Deputy leader of the Democratic Unionist Party, Nigel Dodds, said the announcement during political discussions was "unfortunate".
However, he added that the DUP was ready to form an executive in Northern Ireland.
"We do not believe in setting red lines and preconditions above issues affecting health, education and the future of our public services. So that Executive is being held up by others," he added.
Stormont's parties have yet to reach agreement on forming an executive six weeks after the assembly election.
Talks to save devolution stalled before Easter with little hope of a deal.
The region's two largest parties, and former powersharing partners, the DUP and Sinn Fein, have spent weeks blaming each for the failure to restore the institutions.
Long-running rows over a proposed Irish language act and deep divisions over how to deal with the legacy of the Troubles are holding up a deal.
Secretary of State James Brokenshire recently warned that there will either be direct rule from Westminster or another election if there is no agreement reached by early May.

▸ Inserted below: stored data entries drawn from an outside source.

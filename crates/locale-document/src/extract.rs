// SPDX-License-Identifier: PMPL-1.0-or-later
// Copyright (c) 2026 Jonathan D.A. Jewell (hyperpolymath) <jonathan.jewell@open.ac.uk>
//
// Variable extraction — find delimiter-bounded tokens in paragraph text.

use std::collections::BTreeSet;

use locale_core::error::Result;
use locale_core::types::Delimiters;
use tracing::{debug, instrument};

use crate::docx::TemplateDocument;

/// Tokens in one paragraph, left to right, duplicates included.
///
/// A token runs from a prefix occurrence to the first suffix that starts
/// after the prefix ends, delimiters included. Scanning resumes after each
/// token. A prefix with no suffix after it ends the scan for this text.
pub fn extract_tokens<'a>(text: &'a str, delimiters: &Delimiters) -> Vec<&'a str> {
    let mut tokens = Vec::new();
    let (prefix, suffix) = (delimiters.prefix.as_str(), delimiters.suffix.as_str());
    if prefix.is_empty() || suffix.is_empty() {
        return tokens;
    }

    let mut cursor = 0usize;
    while let Some(offset) = text[cursor..].find(prefix) {
        let start = cursor + offset;
        let after_prefix = start + prefix.len();
        let Some(suffix_offset) = text[after_prefix..].find(suffix) else {
            break;
        };
        let end = after_prefix + suffix_offset + suffix.len();
        tokens.push(&text[start..end]);
        cursor = end;
    }
    tokens
}

/// Distinct tokens across every scope of a document.
#[instrument(skip(document, delimiters), fields(document = %document.name()))]
pub fn extract_variables(
    document: &TemplateDocument,
    delimiters: &Delimiters,
) -> Result<BTreeSet<String>> {
    delimiters.validate()?;
    let variables: BTreeSet<String> = document
        .paragraphs()
        .iter()
        .flat_map(|paragraph| extract_tokens(&paragraph.text, delimiters))
        .map(str::to_string)
        .collect();
    debug!(count = variables.len(), "variables extracted");
    Ok(variables)
}

#[cfg(test)]
mod tests {
    use super::*;
    use crate::docx::SectionVariant;
    use crate::fixtures::DocxBuilder;

    #[test]
    fn finds_every_token_in_a_paragraph() {
        let tokens = extract_tokens("Dear <<PI name>>, regards <<Site>>.", &Delimiters::default());
        assert_eq!(tokens, vec!["<<PI name>>", "<<Site>>"]);
    }

    #[test]
    fn unterminated_prefix_stops_silently() {
        let tokens = extract_tokens("<<A>> then <<B and nothing else", &Delimiters::default());
        assert_eq!(tokens, vec!["<<A>>"]);
    }

    #[test]
    fn identical_prefix_and_suffix() {
        let delimiters = Delimiters::new("%%", "%%");
        let tokens = extract_tokens("%%one%% and %%two%%", &delimiters);
        assert_eq!(tokens, vec!["%%one%%", "%%two%%"]);
    }

    #[test]
    fn nested_prefix_is_part_of_the_token() {
        let tokens = extract_tokens("<<a <<b>> c>>", &Delimiters::default());
        assert_eq!(tokens, vec!["<<a <<b>>"]);
    }

    #[test]
    fn multibyte_text_is_handled() {
        let tokens = extract_tokens("Café «<<Nom>>» ✓", &Delimiters::default());
        assert_eq!(tokens, vec!["<<Nom>>"]);
    }

    #[test]
    fn covers_all_scopes_and_deduplicates() {
        let bytes = DocxBuilder::new()
            .paragraph_runs(&["Dear <<PI", " name>>"])
            .table(&[&["<<Site>>", "<<PI name>>"]])
            .header(SectionVariant::FirstPage, "<<Trial>>")
            .footer(SectionVariant::Default, "v<<Version>>")
            .build();
        let doc = TemplateDocument::open("letter.docx", &bytes).unwrap();
        let variables = extract_variables(&doc, &Delimiters::default()).unwrap();
        let expected: BTreeSet<String> = ["<<PI name>>", "<<Site>>", "<<Trial>>", "<<Version>>"]
            .into_iter()
            .map(String::from)
            .collect();
        assert_eq!(variables, expected);
    }

    #[test]
    fn token_split_across_paragraphs_is_not_found() {
        let bytes = DocxBuilder::new().paragraph("<<Split").paragraph("here>>").build();
        let doc = TemplateDocument::open("t.docx", &bytes).unwrap();
        assert!(extract_variables(&doc, &Delimiters::default()).unwrap().is_empty());
    }

    #[test]
    fn empty_delimiters_are_rejected() {
        let bytes = DocxBuilder::new().paragraph("<<A>>").build();
        let doc = TemplateDocument::open("t.docx", &bytes).unwrap();
        assert!(extract_variables(&doc, &Delimiters::new("", ">>")).is_err());
    }
}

Ulster Unionist Party leader, Robin Swann MLA, said the talks are under added pressure now the Prime Minister has called a general election.
"But we shouldn't allow things locally to drift further.
"At this crucial time, Northern Ireland needs a functioning assembly and executive. It is already disappointing that Westminster is legislating for something as local as the regional rate.
"The clear message coming from the health, education and business sectors is to get things back up and running. We need to see local decision makers doing the job they were elected to carry out," he added.